## WHAT THIS TASK INVOLVES:
Count every line in the data below where the word "TOLERANCE" appears, then state only that count.

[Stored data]
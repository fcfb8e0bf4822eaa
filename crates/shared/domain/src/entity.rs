//! Entity identity shared by all domain types.

use std::fmt;

use serde::{Deserialize, Serialize};
use uuid::Uuid;

/// Immutable identity of a domain entity.
///
/// Any string is accepted when an id is supplied; freshly created entities
/// get a random UUID v4.
#[derive(Debug, Clone, PartialEq, Eq, Hash, PartialOrd, Ord, Serialize, Deserialize)]
#[cfg_attr(feature = "openapi", derive(utoipa::ToSchema))]
#[serde(transparent)]
pub struct EntityId(String);

impl EntityId {
    /// Generate a new random identity
    pub fn generate() -> Self {
        Self(Uuid::new_v4().to_string())
    }

    /// Use the supplied id, or generate one
    pub fn or_generate(id: Option<EntityId>) -> Self {
        id.unwrap_or_else(Self::generate)
    }

    pub fn as_str(&self) -> &str {
        &self.0
    }
}

impl fmt::Display for EntityId {
    fn fmt(&self, f: &mut fmt::Formatter<'_>) -> fmt::Result {
        f.write_str(&self.0)
    }
}

impl AsRef<str> for EntityId {
    fn as_ref(&self) -> &str {
        &self.0
    }
}

impl From<String> for EntityId {
    fn from(id: String) -> Self {
        Self(id)
    }
}

impl From<&str> for EntityId {
    fn from(id: &str) -> Self {
        Self(id.to_string())
    }
}

/// Common behaviour of identified domain types.
pub trait Entity {
    fn id(&self) -> &EntityId;
}

#[cfg(test)]
mod tests {
    use super::*;

    #[test]
    fn generated_ids_are_uuid_strings() {
        let id = EntityId::generate();
        assert!(Uuid::parse_str(id.as_str()).is_ok());
        assert_ne!(id, EntityId::generate());
    }

    #[test]
    fn supplied_id_is_kept() {
        let id = EntityId::or_generate(Some(EntityId::from("userId-1")));
        assert_eq!(id.as_str(), "userId-1");
    }

    #[test]
    fn missing_id_is_generated() {
        let id = EntityId::or_generate(None);
        assert!(Uuid::parse_str(id.as_ref()).is_ok());
    }

    #[test]
    fn serializes_as_plain_string() {
        let json = serde_json::to_string(&EntityId::from("abc")).unwrap();
        assert_eq!(json, "\"abc\"");
    }
}
//! Domain layer - Core business entities and value objects.
//!
//! This crate contains pure domain logic with no infrastructure dependencies.
//! Entities can only be built through their validating factories, so every
//! `User` and `Account` that exists is in a valid state.

pub mod account;
pub mod constants;
pub mod entity;
pub mod error;
pub mod user;

pub use account::{Account, AccountProps, CreateAccount};
pub use constants::*;
pub use entity::{Entity, EntityId};
pub use error::{DomainError, DomainResult};
pub use user::{CreateUser, User, UserProps};
use super::{BasisError, linspace};
use candle_core::{D, Device, Tensor, Var};
use std::fmt;
use std::str::FromStr;
use tracing::debug;

/// Width parameter of ANI radial functions: 19.7 Å⁻² expressed in nm⁻².
pub const ANI_RADIAL_ETA: f64 = 1970.0;
const ANI_RADIAL_PREFACTOR: f64 = 0.25;

#[derive(Debug, Clone, Copy, PartialEq, Eq, Hash, Default)]
pub enum RadialBasisFamily {
    /// `exp(-γ (d - μ)²)`, centers spaced linearly over `[min, max]`, `γ = 0.5 / Δμ²`.
    #[default]
    Gaussian,
    /// `0.25 exp(-η (d - μ)²)`, `K` shells over `[min, max)` with fixed `η`.
    AniGaussian,
    /// `exp(-β (exp(α (min - d)) - μ)²)`, centers spaced linearly in `exp(-d)`-space.
    ExpNormal,
}

impl RadialBasisFamily {
    pub fn name(self) -> &'static str {
        match self {
            RadialBasisFamily::Gaussian => "gaussian",
            RadialBasisFamily::AniGaussian => "ani-gaussian",
            RadialBasisFamily::ExpNormal => "exp-normal",
        }
    }

    fn minimum_functions(self) -> usize {
        match self {
            RadialBasisFamily::Gaussian => 2,
            RadialBasisFamily::AniGaussian | RadialBasisFamily::ExpNormal => 1,
        }
    }
}

impl fmt::Display for RadialBasisFamily {
    fn fmt(&self, f: &mut fmt::Formatter<'_>) -> fmt::Result {
        f.write_str(self.name())
    }
}

impl FromStr for RadialBasisFamily {
    type Err = String;

    fn from_str(s: &str) -> Result<Self, Self::Err> {
        match s.trim().to_lowercase().as_str() {
            "gaussian" | "schnet" => Ok(RadialBasisFamily::Gaussian),
            "ani-gaussian" | "ani" => Ok(RadialBasisFamily::AniGaussian),
            "exp-normal" | "physnet" | "sake" => Ok(RadialBasisFamily::ExpNormal),
            other => Err(format!("unknown radial basis family '{other}'")),
        }
    }
}

#[derive(Debug, Clone)]
pub enum BasisParameter {
    Fixed(Tensor),
    Trainable(Var),
}

impl BasisParameter {
    fn new(values: Vec<f64>, trainable: bool, device: &Device) -> candle_core::Result<Self> {
        let n = values.len();
        let tensor = Tensor::from_vec(values, n, device)?;
        Ok(if trainable {
            Self::Trainable(Var::from_tensor(&tensor)?)
        } else {
            Self::Fixed(tensor)
        })
    }

    pub fn tensor(&self) -> &Tensor {
        match self {
            BasisParameter::Fixed(tensor) => tensor,
            BasisParameter::Trainable(var) => var.as_tensor(),
        }
    }

    pub fn var(&self) -> Option<&Var> {
        match self {
            BasisParameter::Fixed(_) => None,
            BasisParameter::Trainable(var) => Some(var),
        }
    }
}

/// A bank of `K` radial functions mapping distances `[P]` to features `[P, K]`.
#[derive(Debug, Clone)]
pub struct RadialBasis {
    family: RadialBasisFamily,
    min_distance: f64,
    max_distance: f64,
    centers: BasisParameter,
    scales: BasisParameter,
    alpha: f64,
    prefactor: f64,
}

impl RadialBasis {
    pub fn new(
        family: RadialBasisFamily,
        number_of_functions: usize,
        min_distance: f64,
        max_distance: f64,
        trainable: bool,
        device: &Device,
    ) -> Result<Self, BasisError> {
        if number_of_functions < family.minimum_functions() {
            return Err(BasisError::TooFewFunctions {
                family: family.name(),
                minimum: family.minimum_functions(),
                found: number_of_functions,
            });
        }
        if !min_distance.is_finite()
            || !max_distance.is_finite()
            || min_distance < 0.0
            || max_distance <= min_distance
        {
            return Err(BasisError::InvalidRange {
                min: min_distance,
                max: max_distance,
            });
        }

        let k = number_of_functions;
        let span = max_distance - min_distance;
        let (centers, scales, alpha, prefactor) = match family {
            RadialBasisFamily::Gaussian => {
                let centers = linspace(min_distance, max_distance, k);
                let width = span / (k - 1) as f64;
                (centers, vec![0.5 / (width * width); k], 0.0, 1.0)
            }
            RadialBasisFamily::AniGaussian => {
                let mut centers = linspace(min_distance, max_distance, k + 1);
                centers.truncate(k);
                (
                    centers,
                    vec![ANI_RADIAL_ETA; k],
                    0.0,
                    ANI_RADIAL_PREFACTOR,
                )
            }
            RadialBasisFamily::ExpNormal => {
                let start = (-span).exp();
                let beta = (2.0 / k as f64 * (1.0 - start)).powi(-2);
                (linspace(start, 1.0, k), vec![beta; k], 5.0 / span, 1.0)
            }
        };

        debug!(
            family = %family,
            functions = k,
            min_distance,
            max_distance,
            trainable,
            "Initialized radial basis."
        );

        Ok(Self {
            family,
            min_distance,
            max_distance,
            centers: BasisParameter::new(centers, trainable, device)?,
            scales: BasisParameter::new(scales, trainable, device)?,
            alpha,
            prefactor,
        })
    }

    pub fn family(&self) -> RadialBasisFamily {
        self.family
    }

    pub fn number_of_functions(&self) -> usize {
        self.centers.tensor().elem_count()
    }

    pub fn max_distance(&self) -> f64 {
        self.max_distance
    }

    pub fn centers(&self) -> &Tensor {
        self.centers.tensor()
    }

    pub fn scales(&self) -> &Tensor {
        self.scales.tensor()
    }

    pub fn trainable_variables(&self) -> Vec<Var> {
        [&self.centers, &self.scales]
            .into_iter()
            .filter_map(|p| p.var().cloned())
            .collect()
    }

    pub fn forward(&self, d_ij: &Tensor) -> candle_core::Result<Tensor> {
        let argument = match self.family {
            RadialBasisFamily::Gaussian | RadialBasisFamily::AniGaussian => d_ij.clone(),
            RadialBasisFamily::ExpNormal => d_ij
                .affine(-self.alpha, self.alpha * self.min_distance)?
                .exp()?,
        };
        argument
            .unsqueeze(D::Minus1)?
            .broadcast_sub(&self.centers.tensor().unsqueeze(0)?)?
            .sqr()?
            .broadcast_mul(&self.scales.tensor().unsqueeze(0)?)?
            .neg()?
            .exp()?
            .affine(self.prefactor, 0.0)
    }
}

#[cfg(test)]
mod tests {
    use super::*;

    const TOLERANCE: f64 = 1e-12;

    fn distances(values: &[f64]) -> Tensor {
        Tensor::from_vec(values.to_vec(), values.len(), &Device::Cpu).unwrap()
    }

    #[test]
    fn gaussian_centers_span_the_range_with_matching_width() {
        let basis = RadialBasis::new(
            RadialBasisFamily::Gaussian,
            5,
            0.0,
            0.4,
            false,
            &Device::Cpu,
        )
        .unwrap();
        let centers = basis.centers().to_vec1::<f64>().unwrap();
        assert_eq!(centers.first(), Some(&0.0));
        assert_eq!(centers.last(), Some(&0.4));

        let f = basis.forward(&distances(&[0.1])).unwrap();
        assert_eq!(f.dims(), &[1, 5]);
        let row = &f.to_vec2::<f64>().unwrap()[0];
        assert!((row[1] - 1.0).abs() < TOLERANCE);
        assert!((row[0] - (-0.5f64).exp()).abs() < 1e-9);
        assert!((row[2] - (-0.5f64).exp()).abs() < 1e-9);
    }

    #[test]
    fn ani_shells_exclude_the_upper_bound() {
        let basis = RadialBasis::new(
            RadialBasisFamily::AniGaussian,
            16,
            0.08,
            0.53,
            false,
            &Device::Cpu,
        )
        .unwrap();
        let centers = basis.centers().to_vec1::<f64>().unwrap();
        assert_eq!(centers.len(), 16);
        assert!((centers[1] - centers[0] - 0.45 / 16.0).abs() < TOLERANCE);
        assert!(centers[15] < 0.53);

        let f = basis.forward(&distances(&[0.08])).unwrap().to_vec2::<f64>().unwrap();
        assert!((f[0][0] - 0.25).abs() < TOLERANCE);
    }

    #[test]
    fn exp_normal_peaks_at_the_last_center_for_the_minimum_distance() {
        let basis = RadialBasis::new(
            RadialBasisFamily::ExpNormal,
            8,
            0.0,
            0.5,
            false,
            &Device::Cpu,
        )
        .unwrap();
        let f = basis.forward(&distances(&[0.0, 0.3])).unwrap().to_vec2::<f64>().unwrap();
        assert!((f[0][7] - 1.0).abs() < TOLERANCE);
        assert!(f[1].iter().all(|v| v.is_finite() && *v > 0.0 && *v <= 1.0));
    }

    #[test]
    fn degenerate_configurations_are_rejected() {
        let device = Device::Cpu;
        assert!(matches!(
            RadialBasis::new(RadialBasisFamily::Gaussian, 1, 0.0, 0.5, false, &device),
            Err(BasisError::TooFewFunctions { minimum: 2, .. })
        ));
        assert!(matches!(
            RadialBasis::new(RadialBasisFamily::ExpNormal, 0, 0.0, 0.5, false, &device),
            Err(BasisError::TooFewFunctions { .. })
        ));
        assert!(matches!(
            RadialBasis::new(RadialBasisFamily::AniGaussian, 4, 0.5, 0.5, false, &device),
            Err(BasisError::InvalidRange { .. })
        ));
        assert!(matches!(
            RadialBasis::new(RadialBasisFamily::Gaussian, 4, 0.0, f64::NAN, false, &device),
            Err(BasisError::InvalidRange { .. })
        ));
    }

    #[test]
    fn trainable_basis_exposes_centers_and_scales() {
        let device = Device::Cpu;
        let fixed =
            RadialBasis::new(RadialBasisFamily::Gaussian, 4, 0.0, 0.5, false, &device).unwrap();
        let trainable =
            RadialBasis::new(RadialBasisFamily::Gaussian, 4, 0.0, 0.5, true, &device).unwrap();

        assert!(fixed.trainable_variables().is_empty());
        assert_eq!(trainable.trainable_variables().len(), 2);

        let d = distances(&[0.1, 0.2]);
        let grads = trainable
            .forward(&d)
            .unwrap()
            .sum_all()
            .unwrap()
            .backward()
            .unwrap();
        for var in trainable.trainable_variables() {
            assert!(grads.get(var.as_tensor()).is_some());
        }
    }

    #[test]
    fn family_names_parse_back() {
        for family in [
            RadialBasisFamily::Gaussian,
            RadialBasisFamily::AniGaussian,
            RadialBasisFamily::ExpNormal,
        ] {
            assert_eq!(family.name().parse::<RadialBasisFamily>(), Ok(family));
        }
        assert!("bessel".parse::<RadialBasisFamily>().is_err());
    }
}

## RESPONSE TO THE TASK:
5